Improving data reporting and using data to identify gaps in provision is also central to the three-year plans for rehabilitation, learning disability, and provision for autistic people, where it will again be utilised in planning for future demand and capacity.

To read the three-year plan in full, please click here.

Digital and data in Cheshire and Merseyside 

Earlier this year, HTN reported on the upcoming launch of a tender for a new telehealth platform in Cheshire and Merseyside, which would focus on procuring a flexible system capable of connecting with “more existing and future applications and hardware.

The ICB also published its Access Improvement Plan, which highlighted the role of digital and technology in improving access to healthcare, with “expected improvements” for patients including “less hurdles” and “clear information” when accessing services, set times for online consultations, a choice of appointment methods, and a better understanding of the apps and technologies in place for those choosing to use it.

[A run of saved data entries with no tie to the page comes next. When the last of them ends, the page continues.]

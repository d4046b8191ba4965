use crate::object::ObjectId;

/// Alias for `Result<T, SlError>`.
pub type SlResult<T> = Result<T, SlError>;

/// Errors that can occur when manipulating or decoding a zone.
#[derive(Debug, thiserror::Error)]
pub enum SlError {
    /// The requested object ID does not exist in the zone.
    #[error("object not found: {0}")]
    ObjectNotFound(ObjectId),

    /// An object with the same ID is already part of the zone.
    #[error("object already exists: \"{0}\"")]
    DuplicateId(ObjectId),

    /// A rail without any points was used where at least one is required.
    #[error("rail {0} has no points")]
    EmptyRail(ObjectId),

    /// A persisted record had an unexpected structure.
    #[error("malformed record ({context}): {reason}")]
    MalformedRecord {
        /// Where in the document the problem was found.
        context: String,
        /// What was wrong with it.
        reason: String,
    },

    /// A link points at an object that is not part of the zone.
    #[error("object {source_id} links to missing object {target} via \"{name}\"")]
    DanglingLink {
        /// The object holding the link.
        source_id: ObjectId,
        /// The link name.
        name: String,
        /// The unresolved target ID.
        target: ObjectId,
    },

    /// An editor setting is out of range.
    #[error("invalid config: {0}")]
    InvalidConfig(String),

    /// A document could not be parsed as JSON.
    #[error(transparent)]
    Json(#[from] serde_json::Error),
}

impl SlError {
    /// Shorthand for building a [`SlError::MalformedRecord`].
    pub fn malformed(context: impl Into<String>, reason: impl Into<String>) -> Self {
        Self::MalformedRecord {
            context: context.into(),
            reason: reason.into(),
        }
    }
}
use std::path::Path;

use sl_core::duplicate_selected;

use super::Context;

pub fn run(
    ctx: &Context,
    path: &Path,
    ids: &[String],
    points: &[String],
    keep_links_to_originals: bool,
    output: Option<&Path>,
) -> Result<(), String> {
    let mut zone = ctx.load_zone(path)?;

    let mut selection = super::parse_ids(ids);
    super::select_rail_points(&mut zone, points, &mut selection)?;

    let mut policy = ctx.config.duplication;
    if keep_links_to_originals {
        policy = policy.with_links_to_originals(true);
    }

    let info = duplicate_selected(&mut zone, &selection, &policy, &ctx.params)
        .map_err(|e| e.to_string())?;
    if info.is_empty() {
        println!("  Can't duplicate nothing!");
        return Ok(());
    }

    let out = output.unwrap_or(path);
    ctx.save_zone(&zone, out)?;

    println!("  Duplicated {}", super::summary(&zone, &info));
    for (original, copy) in info.iter() {
        println!("    {original} -> {copy}");
    }

    Ok(())
}
//! Shared application state: connection pool and resolved model registry.

use crate::config::{resolve, DatabaseConfig, FullConfig, ResolvedModel};
use crate::context::Context;
use crate::error::AppError;
use crate::session::UserSession;
use sqlx::any::AnyPoolOptions;
use sqlx::AnyPool;
use std::sync::Arc;

#[derive(Clone)]
pub struct AppState {
    pub pool: AnyPool,
    pub model: Arc<ResolvedModel>,
}

fn pool_options(config: &DatabaseConfig) -> AnyPoolOptions {
    let options = AnyPoolOptions::new().max_connections(config.max_connections);
    if config.url.contains(":memory:") || config.url.contains("mode=memory") {
        // Each connection to an in-memory SQLite URL opens its own empty database.
        options
            .max_connections(1)
            .min_connections(1)
            .idle_timeout(None)
            .max_lifetime(None)
    } else {
        options
    }
}

impl AppState {
    pub fn new(pool: AnyPool, model: ResolvedModel) -> Self {
        AppState {
            pool,
            model: Arc::new(model),
        }
    }

    /// Resolve config and create a pool that connects on first use.
    pub fn connect_lazy(config: &FullConfig) -> Result<Self, AppError> {
        sqlx::any::install_default_drivers();
        let model = resolve(config)?;
        let pool = pool_options(&config.database).connect_lazy(&config.database.url)?;
        Ok(Self::new(pool, model))
    }

    /// Resolve config and connect eagerly.
    pub async fn connect(config: &FullConfig) -> Result<Self, AppError> {
        sqlx::any::install_default_drivers();
        let model = resolve(config)?;
        let pool = pool_options(&config.database).connect(&config.database.url).await?;
        tracing::info!(models = model.entities.len(), "database connected");
        Ok(Self::new(pool, model))
    }

    /// Request-scoped context for one caller session.
    pub fn context(&self, session: UserSession) -> Context {
        Context::new(self, session)
    }
}
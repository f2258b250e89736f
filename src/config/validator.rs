//! Config validation: referential integrity of relations and identifier hygiene.

use crate::config::{FullConfig, RelationKind};
use crate::error::ConfigError;
use crate::sql::identifier;

fn check_identifier(name: &str) -> Result<(), ConfigError> {
    if name.is_empty() || identifier(name) != name {
        return Err(ConfigError::InvalidIdentifier(name.to_string()));
    }
    Ok(())
}

pub fn validate(config: &FullConfig) -> Result<(), ConfigError> {
    if config.pagination.per_page == 0 {
        return Err(ConfigError::Validation("pagination.per_page must be positive".into()));
    }
    check_identifier(&config.user.foreign_key)?;

    for (name, model) in &config.models {
        check_identifier(name)?;
        if let Some(table) = &model.table {
            check_identifier(table)?;
        }
        if let Some(pk) = &model.primary_key {
            check_identifier(pk)?;
        }
        for column in model.schema.keys() {
            check_identifier(column)?;
        }

        for (rel_name, rel) in &model.relations {
            check_identifier(rel_name)?;
            let related = rel.model.as_deref().unwrap_or(rel_name);
            if !config.models.contains_key(related) {
                return Err(ConfigError::MissingReference {
                    kind: "model",
                    id: related.to_string(),
                });
            }
            for key in [&rel.local_key, &rel.foreign_key, &rel.related_key, &rel.bridge, &rel.mount]
                .into_iter()
                .flatten()
            {
                check_identifier(key)?;
            }
            for column in rel.where_.keys() {
                check_identifier(column)?;
            }
            if rel.kind == RelationKind::ManyToMany && rel.bridge.is_none() {
                return Err(ConfigError::MissingOption {
                    model: name.clone(),
                    relation: rel_name.clone(),
                    option: "bridge",
                });
            }
            if rel.flatten && !rel.kind.is_singular() {
                return Err(ConfigError::Validation(format!(
                    "model '{}' relation '{}': flatten requires belongs_to or has_one",
                    name, rel_name
                )));
            }
        }
    }

    Ok(())
}
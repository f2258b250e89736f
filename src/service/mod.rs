//! Execution verbs, relation resolution and validation.

mod crud;
mod relations;
mod validation;
pub use crud::CreateOutcome;
pub use validation::RequestValidator;
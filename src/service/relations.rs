//! Relation resolution: attach related entities to freshly read records.

use crate::config::{RelationKind, ResolvedEntity, ResolvedRelation};
use crate::context::Context;
use crate::error::{AppError, ConfigError};
use crate::model::{Data, Field, FilterValue, Limit, Model, Where};
use async_recursion::async_recursion;
use indexmap::IndexMap;
use serde_json::Value;
use std::sync::Arc;

/// `{foreign_key: key}` followed by the relation's extra equality filter.
fn relation_filter(relation: &ResolvedRelation, key: Value) -> Where {
    let mut map: IndexMap<String, FilterValue> = IndexMap::new();
    map.insert(relation.foreign_key.clone(), FilterValue::Eq(key));
    for (col, v) in &relation.filter {
        map.entry(col.clone()).or_insert_with(|| v.clone().into());
    }
    Where::Map(map)
}

fn empty_list(entity: Arc<ResolvedEntity>) -> Model {
    let mut list = Model::new(entity);
    list.set_data(Data::List(Vec::new()));
    list.mark_read();
    list
}

fn missing_option(entity: &ResolvedEntity, relation: &ResolvedRelation, option: &'static str) -> AppError {
    AppError::Config(ConfigError::MissingOption {
        model: entity.name.clone(),
        relation: relation.name.clone(),
        option,
    })
}

impl Context {
    /// Resolve every declared relation of a single, read record.
    #[async_recursion]
    pub(crate) async fn resolve_relations(&mut self, model: &mut Model, depth: u32) -> Result<(), AppError> {
        let entity = model.entity().clone();
        for relation in &entity.relations {
            self.resolve_relation(&entity, model, relation, depth).await?;
        }
        Ok(())
    }

    /// Attach every cascading relation a loaded record is still missing, whatever the
    /// relation-loading flag or depth it was read with. Flattened relations are not attached.
    pub(crate) async fn load_cascades(&mut self, model: &mut Model) -> Result<(), AppError> {
        let entity = model.entity().clone();
        if !entity.has_cascade() {
            return Ok(());
        }
        let depth = model.query().depth();
        if model.is_list() {
            for child in model.items_mut() {
                self.load_missing_cascades(&entity, child, depth).await?;
            }
        } else if model.count() > 0 {
            self.load_missing_cascades(&entity, model, depth).await?;
        }
        Ok(())
    }

    async fn load_missing_cascades(
        &mut self,
        entity: &ResolvedEntity,
        record: &mut Model,
        depth: u32,
    ) -> Result<(), AppError> {
        for relation in entity.relations.iter().filter(|r| r.cascade && !r.flatten) {
            if matches!(record.get(&relation.mount), Some(Field::Related(_))) {
                continue;
            }
            self.resolve_relation(entity, record, relation, depth).await?;
        }
        Ok(())
    }

    async fn resolve_relation(
        &mut self,
        entity: &ResolvedEntity,
        parent: &mut Model,
        relation: &ResolvedRelation,
        depth: u32,
    ) -> Result<(), AppError> {
        let related = self.registry().require(&relation.model)?;
        let key = parent.value(&relation.local_key).cloned().filter(|v| !v.is_null());

        match relation.kind {
            RelationKind::ManyToMany => {
                let list = match key {
                    Some(key) => self.resolve_many_to_many(entity, relation, related, key, depth).await?,
                    None => empty_list(related),
                };
                parent.set(&relation.mount, list);
            }
            RelationKind::HasMany => {
                let list = match key {
                    Some(key) => {
                        let mut sub = Model::new(related);
                        sub.filter(relation_filter(relation, key));
                        sub.query_mut().set_depth(depth + 1);
                        self.read(&mut sub).await?;
                        sub
                    }
                    None => empty_list(related),
                };
                parent.set(&relation.mount, list);
            }
            RelationKind::BelongsTo | RelationKind::HasOne => {
                let Some(key) = key else {
                    return Ok(());
                };
                let mut sub = Model::new(related.clone());
                sub.filter(relation_filter(relation, key))
                    .limit(Limit::One);
                sub.query_mut().set_depth(depth + 1);
                self.read(&mut sub).await?;
                if sub.count() == 0 {
                    return Ok(());
                }
                if relation.flatten {
                    if let Some(mut fields) = sub.record().cloned() {
                        fields.remove(&related.primary_key);
                        parent.set_many(fields, false);
                    }
                } else {
                    parent.set(&relation.mount, sub);
                }
            }
        }
        Ok(())
    }

    /// Bridge rows for the parent, each joined to its related entity through the request cache.
    async fn resolve_many_to_many(
        &mut self,
        entity: &ResolvedEntity,
        relation: &ResolvedRelation,
        related: Arc<ResolvedEntity>,
        key: Value,
        depth: u32,
    ) -> Result<Model, AppError> {
        let bridge_name = relation
            .bridge
            .as_deref()
            .ok_or_else(|| missing_option(entity, relation, "bridge"))?;
        let related_key = relation
            .related_key
            .as_deref()
            .ok_or_else(|| missing_option(entity, relation, "related_key"))?;
        let bridge_entity = self.registry().require(bridge_name)?;

        let mut bridge = Model::new(bridge_entity.clone());
        bridge.filter(relation_filter(relation, key)).with_relations(false);
        self.read(&mut bridge).await?;

        let mut items = Vec::with_capacity(bridge.count());
        for row in bridge.items() {
            let Some(id) = row.value(related_key).cloned().filter(|v| !v.is_null()) else {
                continue;
            };
            let cached = self.cached_relation(&related.name, &id).cloned();
            let mut item = match cached {
                Some(m) => m,
                None => {
                    let mut m = Model::new(related.clone());
                    m.filter(Where::Key(id.clone()));
                    m.query_mut().set_depth(depth + 1);
                    self.read(&mut m).await?;
                    if m.count() == 0 {
                        tracing::warn!(
                            model = %related.name,
                            id = %id,
                            bridge = %bridge_name,
                            "bridge row points at a missing record, skipped"
                        );
                        continue;
                    }
                    self.cache_relation(&related.name, &id, m.clone());
                    m
                }
            };
            if let Some(fields) = row.record() {
                for (col, v) in fields.scalars() {
                    if *col != bridge_entity.primary_key {
                        item.set(col, v.clone());
                    }
                }
            }
            items.push(item);
        }

        let mut list = empty_list(related);
        list.set_data(Data::List(items));
        Ok(list)
    }
}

The role of data in setting strategy and operational goals

Elsewhere in the NHS, data is playing a role in the setting of strategy and operational goals, with NHSE highlighting the need for “robust and consistent data” for services such as virtual wards.

In South Yorkshire, the ICS’s data and insights strategy for 2024 – 2026 set out ambitions to build an intelligence-led system using data to improve health and wellbeing outcomes and experiences, with focus on evaluating care pathways, improving population understanding and tackling health inequalities.

A HTN Now panel discussion in August reflected on some of the challenges around bias in healthcare data, focusing-in on the importance of building a foundation from solid and reliable data, and how this can help to support innovation and the use of technologies such as AI in healthcare.